Preparar a Próxima Vida

A primeira constatação a fazer é relativa às competências de observação e descrição de Atticus Lish que parece dotado de memória fotográfica. Não falo daquelas descrições do século XIX, dos edifícios e das flores, mas de algo bem mais complexo, da vida em movimento. Lish não nos dá apenas a ver onde os seus personagens estão, dá-nos a ver o modo como se movem, como se comportam, como falam, assim como pensam. A verossimilidade das descrições é de tal ordem que ao fim de algumas páginas tive de ir à procura da história de vida do autor para confirmar que ele tinha mesmo vivido na China e que se tinha alistado nos US Marines. É daqui que vem toda a força de “Preparação para a Próxima Vida” (2014) que é o primeiro livro do autor, publicado nos seus 42 anos, mas também do foco nos invisíveis das sociedades desenvolvidas, aqueles que fazem o trabalho que ninguém quer e conseguem ser pagos abaixo do salário mínimo porque não têm papéis.

Atticus Lish entrega-nos uma personagem principal, Zou Lei, construída a partir de uma jovem mulher chinesa que se vê órfã e rechaçada no seu próprio país, a China, por ser filha de mãe Uigur e pai Han, vista como muçulmana. Dotada de uma enorme força interior, vontade de se manter à tona, emigra para os EUA atrás do sonho americano, para perceber que o rechaço continuará aí, agora pelos seus olhos e desconhecimento do inglês e cantonês.
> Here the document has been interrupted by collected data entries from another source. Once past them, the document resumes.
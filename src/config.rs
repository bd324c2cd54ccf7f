//! Configuration for the ergometer bridge.
//!
//! Configuration is loaded in this priority order:
//! 1. Environment variables (highest priority)
//! 2. Config file (config.toml)
//! 3. Built-in defaults (lowest priority)
//!
//! Every numeric constant the protocol engine relies on lives here: value
//! ranges and plausibility thresholds, command pacing intervals, the gear
//! ratio table and the physics constants for SIM mode. The engine itself
//! never hard-codes any of them.
//!
//! # Environment Variables
//!
//! - `ERGO_SERIAL_PORT` - Serial port path (skips USB adapter discovery)
//! - `ERGO_BAUD_RATE` - Serial baud rate
//! - `ERGO_MODE` - Start-up session mode (`ERG` or `SIM`)
//! - `ERGO_HOST_MAX_GEAR` - Host-imposed gear ceiling

use anyhow::Result;
use serde::{Deserialize, Serialize};
use std::path::Path;

use crate::daum::{SessionMode, ShiftTarget};

#[derive(Debug, Clone, Default, Serialize, Deserialize)]
pub struct Config {
    #[serde(default)]
    pub serial: SerialConfig,
    #[serde(default)]
    pub intervals: IntervalConfig,
    #[serde(default)]
    pub ranges: RangeConfig,
    #[serde(default)]
    pub gears: GearConfig,
    #[serde(default)]
    pub queue: QueueConfig,
    #[serde(default)]
    pub simulation: SimulationConfig,
    #[serde(default)]
    pub session: SessionConfig,
}

#[derive(Debug, Clone, Serialize, Deserialize)]
pub struct SerialConfig {
    /// Fixed port path. When unset, the first USB serial adapter is used.
    #[serde(default)]
    pub port: Option<String>,

    #[serde(default = "default_baud_rate")]
    pub baud_rate: u32,

    #[serde(default = "default_data_bits")]
    pub data_bits: u8,

    /// "none", "even" or "odd"
    #[serde(default = "default_parity")]
    pub parity: String,

    #[serde(default = "default_stop_bits")]
    pub stop_bits: u8,

    /// Silence on the line that closes a response window. The cockpit sends
    /// no framing delimiter; the pause between responses is the boundary.
    #[serde(default = "default_window_gap")]
    pub window_gap_ms: u64,
}

fn default_baud_rate() -> u32 {
    9600
}

fn default_data_bits() -> u8 {
    8
}

fn default_parity() -> String {
    "none".to_string()
}

fn default_stop_bits() -> u8 {
    1
}

fn default_window_gap() -> u64 {
    80
}

#[derive(Debug, Clone, Serialize, Deserialize)]
pub struct IntervalConfig {
    /// Queue pacing, the cockpit's minimum inter-command spacing.
    #[serde(default = "default_queue_tick")]
    pub queue_tick_ms: u64,

    /// How often a run data request is queued.
    #[serde(default = "default_run_data")]
    pub run_data_ms: u64,

    /// Retry cadence for the address handshake.
    #[serde(default = "default_address_retry")]
    pub address_retry_ms: u64,

    /// Retry cadence when no port can be opened.
    #[serde(default = "default_open_retry")]
    pub open_retry_ms: u64,

    /// Pause between closing and reopening the port on a restart.
    #[serde(default = "default_reopen_delay")]
    pub reopen_delay_ms: u64,

    /// Delay between address resolution and the start-up commands. The
    /// cockpit emits a bogus gear value right after the handshake.
    #[serde(default = "default_startup_delay")]
    pub startup_delay_ms: u64,
}

fn default_queue_tick() -> u64 {
    50
}

fn default_run_data() -> u64 {
    500
}

fn default_address_retry() -> u64 {
    1000
}

fn default_open_retry() -> u64 {
    10_000
}

fn default_reopen_delay() -> u64 {
    1000
}

fn default_startup_delay() -> u64 {
    2000
}

/// Value ranges and plausibility thresholds of the cockpit protocol.
#[derive(Debug, Clone, Serialize, Deserialize)]
pub struct RangeConfig {
    #[serde(default = "default_min_rpm")]
    pub min_rpm: u8,
    #[serde(default = "default_max_rpm")]
    pub max_rpm: u8,
    /// Largest upward rpm delta accepted between two cycles. A bigger jump
    /// is treated as single-byte corruption.
    #[serde(default = "default_rpm_jump_threshold")]
    pub rpm_jump_threshold: u8,

    #[serde(default = "default_min_gear")]
    pub min_gear: u8,
    #[serde(default = "default_max_gear")]
    pub max_gear: u8,

    #[serde(default = "default_min_program")]
    pub min_program: u8,
    #[serde(default = "default_max_program")]
    pub max_program: u8,
    /// The manual watt program the bridge drives the cockpit in.
    #[serde(default = "default_manual_program")]
    pub manual_program: u8,

    #[serde(default = "default_max_person")]
    pub max_person: u8,

    /// Power bounds and factor in raw device units. The cockpit reports and
    /// accepts power in steps of `power_factor` watts.
    #[serde(default = "default_min_power")]
    pub min_power: u8,
    #[serde(default = "default_max_power")]
    pub max_power: u8,
    /// Raw values at or above this are implausible and fall back to the
    /// last known power.
    #[serde(default = "default_power_threshold")]
    pub power_threshold: u8,
    #[serde(default = "default_power_factor")]
    pub power_factor: u16,

    #[serde(default = "default_min_speed")]
    pub min_speed: f64,
    #[serde(default = "default_max_speed")]
    pub max_speed: f64,

    /// Gears (or power steps) moved by one fast shift.
    #[serde(default = "default_max_shift")]
    pub max_shift: u8,
}

fn default_min_rpm() -> u8 {
    0
}

fn default_max_rpm() -> u8 {
    199
}

fn default_rpm_jump_threshold() -> u8 {
    40
}

fn default_min_gear() -> u8 {
    1
}

fn default_max_gear() -> u8 {
    28
}

fn default_min_program() -> u8 {
    0
}

fn default_max_program() -> u8 {
    79
}

fn default_manual_program() -> u8 {
    0
}

fn default_max_person() -> u8 {
    7
}

fn default_min_power() -> u8 {
    5
}

fn default_max_power() -> u8 {
    160
}

fn default_power_threshold() -> u8 {
    130
}

fn default_power_factor() -> u16 {
    5
}

fn default_min_speed() -> f64 {
    0.0
}

fn default_max_speed() -> f64 {
    99.0
}

fn default_max_shift() -> u8 {
    5
}

/// Drivetrain geometry used to derive road speed from cadence.
#[derive(Debug, Clone, Serialize, Deserialize)]
pub struct GearConfig {
    /// Wheel circumference in centimeters.
    #[serde(default = "default_circumference")]
    pub circumference_cm: f64,

    /// Converts rpm x cm-per-rotation into km/h.
    #[serde(default = "default_speed_conversion")]
    pub speed_conversion: f64,

    /// Gear ratio per gear, lowest gear first. The stock table matches the
    /// cockpit's own gearbox, 42:24 up to 53:12, so the derived speed agrees
    /// with the cockpit display.
    #[serde(default = "default_gear_ratios")]
    pub ratios: Vec<f64>,
}

fn default_circumference() -> f64 {
    210.0
}

fn default_speed_conversion() -> f64 {
    0.0006
}

fn default_gear_ratios() -> Vec<f64> {
    (0..28).map(|g| 1.75 + g as f64 * 0.098767).collect()
}

impl GearConfig {
    /// Ratio for a 1-based gear number, clamped to the table bounds.
    pub fn ratio_for(&self, gear: u8) -> f64 {
        let index = (gear as usize).saturating_sub(1);
        self.ratios
            .get(index)
            .or_else(|| self.ratios.last())
            .copied()
            .unwrap_or(1.75)
    }
}

#[derive(Debug, Clone, Serialize, Deserialize)]
pub struct QueueConfig {
    /// Queue cap; the oldest entry is evicted beyond this.
    #[serde(default = "default_max_pending")]
    pub max_pending: usize,

    /// A command whose retry counter reaches this is dropped.
    #[serde(default = "default_max_retries")]
    pub max_retries: u32,

    /// Retry counter increments per missed tick, by priority. Low defaults
    /// to the retry bound itself: a telemetry poll that missed its ack is
    /// stale and gets dropped instead of competing with control commands.
    #[serde(default = "default_retry_increment_high")]
    pub retry_increment_high: u32,
    #[serde(default = "default_retry_increment_medium")]
    pub retry_increment_medium: u32,
    #[serde(default = "default_retry_increment_low")]
    pub retry_increment_low: u32,
}

fn default_max_pending() -> usize {
    20
}

fn default_max_retries() -> u32 {
    3
}

fn default_retry_increment_high() -> u32 {
    1
}

fn default_retry_increment_medium() -> u32 {
    1
}

fn default_retry_increment_low() -> u32 {
    3
}

/// Physical constants for the SIM mode power calculation.
#[derive(Debug, Clone, Serialize, Deserialize)]
pub struct SimulationConfig {
    #[serde(default = "default_rider_mass")]
    pub rider_mass_kg: f64,

    #[serde(default = "default_bike_mass")]
    pub bike_mass_kg: f64,

    /// Gradients above this are clamped; steeper values from the remote
    /// application make for an unrealistic riding experience.
    #[serde(default = "default_max_grade")]
    pub max_grade_percent: f64,

    #[serde(default = "default_gravity")]
    pub gravity: f64,

    /// Air density in kg/m^3, sea level at 15 degrees C.
    #[serde(default = "default_air_density")]
    pub air_density: f64,

    #[serde(default = "default_drivetrain_efficiency")]
    pub drivetrain_efficiency: f64,
}

fn default_rider_mass() -> f64 {
    80.0
}

fn default_bike_mass() -> f64 {
    7.0
}

fn default_max_grade() -> f64 {
    8.0
}

fn default_gravity() -> f64 {
    9.8067
}

fn default_air_density() -> f64 {
    1.225
}

fn default_drivetrain_efficiency() -> f64 {
    0.97
}

#[derive(Debug, Clone, Serialize, Deserialize)]
pub struct SessionConfig {
    /// Mode the session starts in.
    #[serde(default = "default_mode")]
    pub mode: SessionMode,

    /// What the shift buttons drive until switched at runtime.
    #[serde(default = "default_shift_target")]
    pub shift_target: ShiftTarget,

    /// Gear ceiling imposed by the host, independent of what the cockpit
    /// supports. Reported gears above it are clamped and corrected.
    #[serde(default = "default_host_max_gear")]
    pub host_max_gear: u8,

    /// Consecutive unrecognized responses before the session restarts.
    #[serde(default = "default_max_failures")]
    pub max_failures: u32,
}

fn default_mode() -> SessionMode {
    SessionMode::Erg
}

fn default_shift_target() -> ShiftTarget {
    ShiftTarget::Gear
}

fn default_host_max_gear() -> u8 {
    28
}

fn default_max_failures() -> u32 {
    10
}

impl Default for SerialConfig {
    fn default() -> Self {
        Self {
            port: None,
            baud_rate: default_baud_rate(),
            data_bits: default_data_bits(),
            parity: default_parity(),
            stop_bits: default_stop_bits(),
            window_gap_ms: default_window_gap(),
        }
    }
}

impl Default for IntervalConfig {
    fn default() -> Self {
        Self {
            queue_tick_ms: default_queue_tick(),
            run_data_ms: default_run_data(),
            address_retry_ms: default_address_retry(),
            open_retry_ms: default_open_retry(),
            reopen_delay_ms: default_reopen_delay(),
            startup_delay_ms: default_startup_delay(),
        }
    }
}

impl Default for RangeConfig {
    fn default() -> Self {
        Self {
            min_rpm: default_min_rpm(),
            max_rpm: default_max_rpm(),
            rpm_jump_threshold: default_rpm_jump_threshold(),
            min_gear: default_min_gear(),
            max_gear: default_max_gear(),
            min_program: default_min_program(),
            max_program: default_max_program(),
            manual_program: default_manual_program(),
            max_person: default_max_person(),
            min_power: default_min_power(),
            max_power: default_max_power(),
            power_threshold: default_power_threshold(),
            power_factor: default_power_factor(),
            min_speed: default_min_speed(),
            max_speed: default_max_speed(),
            max_shift: default_max_shift(),
        }
    }
}

impl Default for GearConfig {
    fn default() -> Self {
        Self {
            circumference_cm: default_circumference(),
            speed_conversion: default_speed_conversion(),
            ratios: default_gear_ratios(),
        }
    }
}

impl Default for QueueConfig {
    fn default() -> Self {
        Self {
            max_pending: default_max_pending(),
            max_retries: default_max_retries(),
            retry_increment_high: default_retry_increment_high(),
            retry_increment_medium: default_retry_increment_medium(),
            retry_increment_low: default_retry_increment_low(),
        }
    }
}

impl Default for SimulationConfig {
    fn default() -> Self {
        Self {
            rider_mass_kg: default_rider_mass(),
            bike_mass_kg: default_bike_mass(),
            max_grade_percent: default_max_grade(),
            gravity: default_gravity(),
            air_density: default_air_density(),
            drivetrain_efficiency: default_drivetrain_efficiency(),
        }
    }
}

impl Default for SessionConfig {
    fn default() -> Self {
        Self {
            mode: default_mode(),
            shift_target: default_shift_target(),
            host_max_gear: default_host_max_gear(),
            max_failures: default_max_failures(),
        }
    }
}

impl Config {
    pub fn from_file<P: AsRef<Path>>(path: P) -> Result<Self> {
        let content = std::fs::read_to_string(path)?;
        let config: Config = toml::from_str(&content)?;
        Ok(config)
    }

    pub fn from_file_or_default<P: AsRef<Path>>(path: P) -> Self {
        Self::from_file(path).unwrap_or_default()
    }

    /// Load config from file, then apply environment variable overrides.
    /// Environment variables take precedence over file values.
    pub fn load<P: AsRef<Path>>(config_path: P) -> Self {
        let mut config = Self::from_file_or_default(config_path);
        config.apply_env_overrides();
        config
    }

    fn apply_env_overrides(&mut self) {
        if let Ok(val) = std::env::var("ERGO_SERIAL_PORT") {
            self.serial.port = Some(val);
        }
        if let Ok(val) = std::env::var("ERGO_BAUD_RATE") {
            if let Ok(baud) = val.parse() {
                self.serial.baud_rate = baud;
            }
        }
        if let Ok(val) = std::env::var("ERGO_MODE") {
            match val.to_uppercase().as_str() {
                "ERG" => self.session.mode = SessionMode::Erg,
                "SIM" => self.session.mode = SessionMode::Sim,
                other => tracing::warn!("ignoring unknown ERGO_MODE value: {}", other),
            }
        }
        if let Ok(val) = std::env::var("ERGO_HOST_MAX_GEAR") {
            if let Ok(gear) = val.parse() {
                self.session.host_max_gear = gear;
            }
        }
    }
}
Se tivesse lido este livro em 2014 não faria ideia do que era ser-se uigur, nomeadamente sobre o modo como são tratados na China (ver “Sobrevivente do Gulag Chinês"). Contudo, ao ler agora Lish voltei a sentir uma parte do que já tinha sentido ao ler "Free: A Child and a Country at the End of History", que aquilo que nos parece demoníaco em certos regimes políticos pode bem acontecer às portas das nossas casas, bem no interior daquilo que definimos como sistemas democráticos. Quando não são oferecidas oportunidades dignas às pessoas, quando as redes de suporte dos estados não lhes chegam, as pessoas ficam à mercê da total ausência de escrúpulos do ser-humano que sabe usar do melhor da sua inteligência para extirpar e destruir.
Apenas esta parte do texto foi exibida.